Na przestrzeni 10 lat wspaniałych spotkań było mnóstwo. Ja oczywiście szczególnie mocno pamiętam te z pierwszej edycji, kiedy na scenie zobaczyliśmy autora Alone in the Dark, a chwilę później panel, w których udział wzięli redaktorzy legendarnych czasopism z początku lat 90. Dla osoby wychowanej na Top Secret i Secret Service to była mocna rzecz. Duża część gości specjalnych Pixel Heaven to znani twórcy, jeszcze bardziej znanych gier sprzed lat.
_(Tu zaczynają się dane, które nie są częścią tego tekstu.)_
//! Stderr backend for the `log` facade.
//!
//! Level comes from `-v` flags. Colors follow the same rules as the rest of
//! the CLI: `NO_COLOR` disables them, otherwise they are auto-detected.

use log::{Level, LevelFilter, Log, Metadata, Record, SetLoggerError};
use std::io::Write;
use termcolor::{Color, ColorChoice, ColorSpec, StandardStream, WriteColor};

struct StderrLogger;

impl Log for StderrLogger {
    fn enabled(&self, metadata: &Metadata) -> bool {
        metadata.level() <= log::max_level()
    }

    fn log(&self, record: &Record) {
        if !self.enabled(record.metadata()) {
            return;
        }

        let (color, label) = match record.level() {
            Level::Error => (Color::Red, "ERROR"),
            Level::Warn => (Color::Yellow, "WARN "),
            Level::Info => (Color::Blue, "INFO "),
            Level::Debug => (Color::Cyan, "DEBUG"),
            Level::Trace => (Color::Magenta, "TRACE"),
        };

        let mut stderr = StandardStream::stderr(color_choice());
        let _ = stderr.set_color(ColorSpec::new().set_fg(Some(color)).set_bold(true));
        let _ = write!(stderr, "[snailio] {}", label);
        let _ = stderr.reset();
        let _ = writeln!(stderr, " {}", record.args());
    }

    fn flush(&self) {}
}

static LOGGER: StderrLogger = StderrLogger;

fn color_choice() -> ColorChoice {
    if std::env::var_os("NO_COLOR").is_some() {
        ColorChoice::Never
    } else {
        ColorChoice::Auto
    }
}

/// Map the number of `-v` flags to a level filter.
pub fn level_for_verbosity(verbosity: u8) -> LevelFilter {
    match verbosity {
        0 => LevelFilter::Warn,
        1 => LevelFilter::Info,
        2 => LevelFilter::Debug,
        _ => LevelFilter::Trace,
    }
}

/// Install the logger.
pub fn init(verbosity: u8) -> Result<(), SetLoggerError> {
    log::set_logger(&LOGGER).map(|()| log::set_max_level(level_for_verbosity(verbosity)))
}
I tu pewnie jest już sprawą indywidualną, kto, kiedy, w jakiej sytuacji po raz pierwszy zagrał w daną grę. Bardzo się cieszę, że tegorocznymi gośćmi będzie między innymi Jordan Mechner, twórca Prince of Persia. To była pierwsza gra, jaką w swoim życiu zobaczyłem na komputerach PC. Płynność ruchów głównego bohatera w porównaniu z tym co znałem z 8-bitowców robiła piorunujące wrażenie.
Od kilku lat Pixel Awards Europe rozwija się dzięki wsparciu jurorów i kolejnych pomysłów. To dla gamedevu ważny konkurs?
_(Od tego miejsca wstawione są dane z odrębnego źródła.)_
//! Sleep built on busy-yield tasks
//!
//! There is no timer wheel or timer thread: a sleeping task awaits a helper
//! task that keeps yielding until its deadline has passed on the scheduler's
//! clock.

use crate::error::ExecutionError;
use crate::scheduler::clock::Clock;
use crate::scheduler::execution::{Execution, Step};
use crate::scheduler::task::TaskOptions;
use crate::scheduler::Scheduler;
use std::future::Future;
use std::sync::Arc;
use std::time::{Duration, Instant};

/// Execution that yields until `duration` has passed since its first resume.
pub struct SleepExecution {
    clock: Arc<dyn Clock>,
    duration: Duration,
    started: Option<Instant>,
}

impl SleepExecution {
    /// Sleep for `duration` as measured by `clock`.
    pub fn new(clock: Arc<dyn Clock>, duration: Duration) -> Self {
        Self {
            clock,
            duration,
            started: None,
        }
    }
}

impl Execution for SleepExecution {
    fn resume(&mut self) -> Result<Step, ExecutionError> {
        let now = self.clock.now();
        let started = *self.started.get_or_insert(now);
        if now.saturating_duration_since(started) < self.duration {
            Ok(Step::Suspended)
        } else {
            Ok(Step::Completed)
        }
    }
}

/// Suspend the calling task for at least `duration`.
///
/// Creates a [`SleepExecution`] task on `scheduler` when first polled and
/// awaits it. A zero duration still costs one task and one round trip
/// through the ready queue.
pub fn sleep(scheduler: &Scheduler, duration: Duration) -> impl Future<Output = ()> + Send + 'static {
    let scheduler = scheduler.clone();
    async move {
        let timer = scheduler.create_task(
            SleepExecution::new(scheduler.clock(), duration),
            TaskOptions::internal(),
        );
        timer.await;
    }
}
Konkursy festiwalowe mają swoje bardzo ważne miejsce w całym naszym wielkim „ekosystemie”. Pamiętać jednak należy, że gry festiwalowe to niekoniecznie te najbardziej komercyjne, a te, które robią coś inaczej, eksperymentują lub robią coś na mistrzowskim poziomie. Jeśli chodzi o polski gamedev, który dziś stanowi kilkaset studiów, to wciąż chyba jest tak, że większość firm na razie chce zrobić gry, które zarobią pieniądze, aby rozwinąć i ustabilizować sytuację firmy, a czas na odważniejsze eksperymenty jeszcze przed nimi. Ale jestem pewien, że ten czas nadejdzie, a to jeszcze wzmocni znaczenie konkursu. Już teraz jest przecież nieźle.
Przypomnijmy choćby, że w ubiegłym roku wielkim odkryciem konkursu była gra Papetura, dla której to były pierwsze nagrody. Kilka miesięcy później gra zdobyła nagrodę na Independent Games Festival w San Francisco – najważniejszym konkursie dla twórców niezależnych na świecie.
Wyobrażasz sobie dziś krajobraz wydarzeń bez Pixel Heaven?
Nie i na szczęście nie muszę, bo jestem pewien, że Pixel Heaven ma przed sobą wspaniałą przyszłość, organizatorów z pasją i doświadczeniem niezbędnym dla rozwoju festiwalu, a te najlepsze edycje są jeszcze przed nami! Jedna z tych lepszych właśnie zaraz się zaczyna…
Marek Czerniak to jeden z założycieli oraz przewodniczący rady Fundacji Indie Games Polska, Creative Director w warszawskim studiu Atomic Wolf.